2609-03
Nadie salva un país solo; la tarea grande se sostiene entre varios.
Hay una soberbia frecuente en la política, la del que cree que puede con todo por su cuenta. Se enamora de su propio esfuerzo, desprecia la ayuda ajena y confunde la independencia con el aislamiento. Pero las tareas verdaderamente grandes desbordan siempre a una sola persona, a un solo partido, a una sola institución. Cuando la carga es real, o se reparte o se hunde.
También existe la tentación contraria, la del cansancio que se rinde antes de tiempo. El que trabajó una noche entera sin resultados llega a creer que el esfuerzo no vale la pena. La política madura sostiene dos verdades a la vez. Hay que insistir cuando todo parece perdido, y hay que llamar a otros cuando la abundancia, o la dificultad, superan las fuerzas propias. La constancia y la cooperación son las dos manos de todo logro duradero.
— La fuerza de lo compartido
En el Perú hemos aprendido a desconfiar del trabajo colectivo, y no sin razón, porque demasiadas veces la 'unidad' fue solo reparto de cuotas y la 'alianza' un pacto para saquear juntos. Pero de esos fracasos sacamos la lección equivocada. En lugar de exigir cooperación decente, terminamos celebrando al caudillo solitario que promete resolverlo todo sin ayuda de nadie. Cambiamos una patología por otra.
La verdad es más incómoda. Ningún gobierno endereza solo la seguridad, la salud o la educación; ninguna institución vence sola a las economías criminales; ninguna región prospera de espaldas a las demás. Cuando la pesca es abundante, una sola barca no alcanza y hay que llamar a la otra. Reconocer que se necesita ayuda no es debilidad, es lucidez. La debilidad está en dejar que el orgullo hunda la barca por no pedir una mano.
Y está la constancia. Casi ninguna reforma rinde en la primera jornada. El que se rinde tras la primera noche sin peces nunca conocerá la mañana de la abundancia. La política seria consiste en volver a echar las redes cuando la experiencia aconseja rendirse, y en tener con quién repartir el peso cuando por fin llega el resultado. Persistir y cooperar. Fuera de eso, casi todo es ruido.
LA OTRA CARA
— El caudillo que reparte cuotas
No toda unión es cooperación. En nuestra historia, muchas alianzas fueron solo un acuerdo para dividirse el botín, y muchos 'equipos' fueron cortes de aduladores alrededor de un jefe. Eso no es trabajar juntos, sino conspirar juntos. Y explica por qué tantos peruanos identifican la palabra 'pacto' con traición.
La cooperación decente es lo contrario. Se une por un objetivo común y verificable, no por el reparto; suma capacidades, no complicidades. Distinguir una de otra es una destreza cívica indispensable, porque el corrupto siempre se disfraza de constructor de consensos.

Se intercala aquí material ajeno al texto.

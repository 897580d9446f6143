mod store;

pub use store::ReadingStore;
pub mod dto;
pub mod errors;
pub mod handlers;

use axum::{
    extract::FromRef,
    http::{header, Method},
    routing::{get, post},
    Router,
};
use sqlx::PgPool;
use tower_http::{
    cors::{Any, CorsLayer},
    trace::TraceLayer,
};
use utoipa::OpenApi;
use utoipa_axum::router::OpenApiRouter;

use crate::{readings::ReadingStore, thresholds::ThresholdStore};
use handlers::ApiDoc;

/// Stores shared by every handler. Each one wraps the same pool.
#[derive(Clone)]
pub struct AppState {
    pub readings: ReadingStore,
    pub thresholds: ThresholdStore,
}

impl AppState {
    pub fn new(pool: PgPool) -> Self {
        Self {
            readings: ReadingStore::new(pool.clone()),
            thresholds: ThresholdStore::new(pool),
        }
    }
}

impl FromRef<AppState> for ReadingStore {
    fn from_ref(state: &AppState) -> Self {
        state.readings.clone()
    }
}

impl FromRef<AppState> for ThresholdStore {
    fn from_ref(state: &AppState) -> Self {
        state.thresholds.clone()
    }
}

pub fn router(pool: PgPool) -> Router {
    let (router, api) = OpenApiRouter::with_openapi(ApiDoc::openapi())
        .route("/status", get(handlers::get_status))
        .route("/history", get(handlers::get_history))
        .route("/relay-on-time", get(handlers::get_relay_on_time))
        .route("/update-threshold", post(handlers::update_threshold))
        .route("/thresholds/{user_id}", get(handlers::get_threshold))
        .with_state(AppState::new(pool))
        .split_for_parts();

    router
        .route("/health", get(handlers::health))
        .route(
            "/api-docs/openapi.json",
            get(move || async move { axum::Json(api) }),
        )
        .layer(cors())
        .layer(TraceLayer::new_for_http())
}

/// Dashboards are served from arbitrary origins.
fn cors() -> CorsLayer {
    CorsLayer::new()
        .allow_origin(Any)
        .allow_methods([Method::GET, Method::POST])
        .allow_headers([header::CONTENT_TYPE])
}
//! Top-level error types for Chagbot.

use std::path::PathBuf;
use std::sync::Arc;

/// Crate-wide result type alias.
pub type Result<T> = std::result::Result<T, Error>;

/// Top-level error enum wrapping domain-specific errors.
#[derive(Debug, thiserror::Error)]
pub enum Error {
    #[error(transparent)]
    Config(#[from] ConfigError),

    #[error(transparent)]
    Cache(#[from] CacheError),

    #[error(transparent)]
    Backend(#[from] BackendError),

    #[error(transparent)]
    Messaging(#[from] MessagingError),

    #[error("IO error: {0}")]
    Io(#[from] std::io::Error),

    #[error(transparent)]
    Other(#[from] anyhow::Error),
}

/// Configuration loading errors.
#[derive(Debug, thiserror::Error)]
pub enum ConfigError {
    #[error("failed to load config from {path}: {source}")]
    Load {
        path: String,
        source: Arc<std::io::Error>,
    },

    #[error("failed to parse config file {path}: {message}")]
    Parse { path: String, message: String },

    #[error("invalid configuration: {0}")]
    Invalid(String),

    #[error("missing required config key: {0}")]
    MissingKey(String),
}

/// Upload cache persistence errors.
#[derive(Debug, thiserror::Error)]
pub enum CacheError {
    #[error("failed to read upload cache {path}: {source}")]
    Read {
        path: PathBuf,
        source: std::io::Error,
    },

    #[error("upload cache {path} is malformed: {source}")]
    Malformed {
        path: PathBuf,
        source: serde_json::Error,
    },

    #[error("failed to write upload cache {path}: {source}")]
    Write {
        path: PathBuf,
        source: std::io::Error,
    },

    #[error("failed to serialize upload cache: {0}")]
    Serialize(#[from] serde_json::Error),
}

/// Text-generation backend errors.
#[derive(Debug, thiserror::Error)]
pub enum BackendError {
    #[error("backend request failed: {0}")]
    Request(#[from] reqwest::Error),

    /// The backend answered but reported a non-success status.
    #[error("backend rejected request: {0}")]
    Rejected(String),

    #[error("backend response missing field: {0}")]
    MissingField(&'static str),
}

/// Messaging platform errors.
#[derive(Debug, thiserror::Error)]
pub enum MessagingError {
    #[error("adapter is not connected")]
    NotConnected,

    #[error("invalid channel id: {0}")]
    InvalidChannel(String),

    #[error("upload of {file_name} returned no attachment")]
    MissingAttachment { file_name: String },

    #[error("platform session ended before ready: {0}")]
    SessionEnded(String),
}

— La constancia frente al desaliento
El desaliento es el aliado silencioso de la mediocridad. Convence al honesto de que su esfuerzo es inútil y le sugiere abandonar justo antes de que las cosas cambien. Muchos proyectos valiosos murieron no por falta de razón, sino por falta de perseverancia.
Insistir no es terquedad ciega, sino confianza fundada en que las tareas justas maduran despacio. El que vuelve a echar las redes después de una noche vacía entiende algo que el impaciente ignora, y es que los resultados grandes casi nunca llegan cuando los exigimos, sino cuando dejamos de rendirnos.
AFORISMOS
- Nadie endereza un país solo: cuando la carga es real, o se reparte o se hunde. — JFT
- Pedir ayuda no es debilidad; la debilidad es hundir la barca por orgullo. — JFT
- No toda unión es cooperación: hay pactos que solo reparten el botín. — JFT
- El que se rinde tras la primera noche nunca conoce la mañana de la abundancia. — JFT
- El desaliento es el aliado silencioso de la mediocridad. — JFT
PROPUESTAS
- Institucionalizar la coordinación entre niveles de gobierno para enfrentar problemas que ninguno resuelve solo, como la inseguridad y las economías criminales.
- Establecer metas de Estado de largo plazo que sobrevivan a los cambios de gestión y obliguen a la continuidad.
- Diferenciar por ley la cooperación legítima del reparto de cuotas, con transparencia total en alianzas y contrataciones conjuntas.
- Fomentar la mancomunidad entre regiones y municipios para proyectos de infraestructura y servicios de escala compartida.
- Proteger y dar continuidad presupuestal a las políticas que muestran resultados, evitando que cada gobierno empiece de cero.